# What you are asked to do:
The output is the lines below from the one with "pub enum PeerError" through the one with "queue.close();", both included, printed exactly and with no other line.

———

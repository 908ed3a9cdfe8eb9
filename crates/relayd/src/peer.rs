//! Outbound queues for connected clients.
//!
//! Every connection owns a bounded queue drained by a dedicated writer task
//! that holds the WebSocket sink. A [`Peer`] is the sending side of that
//! queue; the registry stores peers, never sockets, so a slow or dead client
//! can only ever stall its own writer.

use std::sync::Arc;
use std::time::Duration;

use futures::{Sink, SinkExt};
use tokio::sync::mpsc;
use tokio::sync::mpsc::error::SendTimeoutError;
use tokio::task::JoinHandle;
use tokio::time::timeout;
use tokio_tungstenite::tungstenite::{Error as WsError, Message};
use tracing::debug;

use relay_core::ConnectionId;

/// Items queued for a connection's writer task.
#[derive(Debug, Clone)]
pub enum Outbound {
    /// An encoded record
    Text(Arc<str>),
    /// Send a close frame and stop writing
    Close,
}

/// Sending side of one connection's outbound queue.
///
/// Cheap to clone; clones share the same queue.
#[derive(Debug, Clone)]
pub struct Peer {
    id: ConnectionId,
    sender: mpsc::Sender<Outbound>,
    send_timeout: Duration,
}

impl Peer {
    /// Creates a peer around an existing queue.
    pub fn new(id: ConnectionId, sender: mpsc::Sender<Outbound>, send_timeout: Duration) -> Self {
        Self {
            id,
            sender,
            send_timeout,
        }
    }

    /// Creates a peer together with the receiving end of its queue.
    pub fn channel(
        id: ConnectionId,
        capacity: usize,
        send_timeout: Duration,
    ) -> (Self, mpsc::Receiver<Outbound>) {
        let (tx, rx) = mpsc::channel(capacity.max(1));
        (Self::new(id, tx, send_timeout), rx)
    }

    /// Returns the connection this peer writes to.
    pub fn id(&self) -> ConnectionId {
        self.id
    }

    /// Queues an encoded record.
    ///
    /// Waits at most the send timeout for queue space.
    ///
    /// # Errors
    ///
    /// - `PeerError::Closed` if the writer has stopped
    /// - `PeerError::Backlogged` if the queue stayed full for the whole timeout
    pub async fn send_text(&self, payload: Arc<str>) -> Result<(), PeerError> {
        self.sender
            .send_timeout(Outbound::Text(payload), self.send_timeout)
            .await
            .map_err(|e| match e {
                SendTimeoutError::Timeout(_) => PeerError::Backlogged(self.id),
                SendTimeoutError::Closed(_) => PeerError::Closed(self.id),
            })
    }

    /// Asks the writer to send a close frame and stop.
    ///
    /// # Errors
    ///
    /// - `PeerError::Closed` if the writer has already stopped
    pub async fn close(&self) -> Result<(), PeerError> {
        self.sender
            .send(Outbound::Close)
            .await
            .map_err(|_| PeerError::Closed(self.id))
    }

    /// Returns true once the writer task has dropped its queue.
    pub fn is_closed(&self) -> bool {
        self.sender.is_closed()
    }

    /// Completes once the writer task has stopped and dropped its queue.
    pub async fn closed(&self) {
        self.sender.closed().await
    }
}

/// Errors delivering to a single peer.
#[derive(Debug, Clone, PartialEq, Eq, thiserror::Error)]
pub enum PeerError {
    #[error("connection {0} is closed")]
    Closed(ConnectionId),

    #[error("connection {0} outbound queue is full")]
    Backlogged(ConnectionId),
}

/// Spawns the writer task that drains `queue` into `sink`.
///
/// The task stops when:
/// - every [`Peer`] clone has been dropped
/// - an `Outbound::Close` is received
/// - a write fails or takes longer than `write_timeout`
///
/// Dropping the queue on exit makes every later send to this peer fail.
pub fn spawn_writer<S>(
    id: ConnectionId,
    mut sink: S,
    mut queue: mpsc::Receiver<Outbound>,
    write_timeout: Duration,
) -> JoinHandle<()>
where
    S: Sink<Message, Error = WsError> + Unpin + Send + 'static,
{
    tokio::spawn(async move {
        while let Some(item) = queue.recv().await {
            let message = match item {
                Outbound::Text(payload) => Message::text(payload.to_string()),
                Outbound::Close => {
                    let _ = timeout(write_timeout, sink.send(Message::Close(None))).await;
                    debug!(connection = %id, "Writer closed connection");
                    break;
                }
            };

            match timeout(write_timeout, sink.send(message)).await {
                Ok(Ok(())) => {}
                Ok(Err(e)) => {
                    debug!(connection = %id, error = %e, "Write failed, stopping writer");
                    break;
                }
                Err(_) => {
                    debug!(connection = %id, "Write timed out, stopping writer");
                    break;
                }
            }
        }

        queue.close();
        let _ = timeout(write_timeout, sink.close()).await;
    })
}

———

# Task response:
pub enum PeerError {
    #[error("connection {0} is closed")]
    Closed(ConnectionId),

    #[error("connection {0} outbound queue is full")]
    Backlogged(ConnectionId),
}

/// Spawns the writer task that drains `queue` into `sink`.
///
/// The task stops when:
/// - every [`Peer`] clone has been dropped
/// - an `Outbound::Close` is received
/// - a write fails or takes longer than `write_timeout`
///
/// Dropping the queue on exit makes every later send to this peer fail.
pub fn spawn_writer<S>(
    id: ConnectionId,
    mut sink: S,
    mut queue: mpsc::Receiver<Outbound>,
    write_timeout: Duration,
) -> JoinHandle<()>
where
    S: Sink<Message, Error = WsError> + Unpin + Send + 'static,
{
    tokio::spawn(async move {
        while let Some(item) = queue.recv().await {
            let message = match item {
                Outbound::Text(payload) => Message::text(payload.to_string()),
                Outbound::Close => {
                    let _ = timeout(write_timeout, sink.send(Message::Close(None))).await;
                    debug!(connection = %id, "Writer closed connection");
                    break;
                }
            };

            match timeout(write_timeout, sink.send(message)).await {
                Ok(Ok(())) => {}
                Ok(Err(e)) => {
                    debug!(connection = %id, error = %e, "Write failed, stopping writer");
                    break;
                }
                Err(_) => {
                    debug!(connection = %id, "Write timed out, stopping writer");
                    break;
                }
            }
        }

        queue.close();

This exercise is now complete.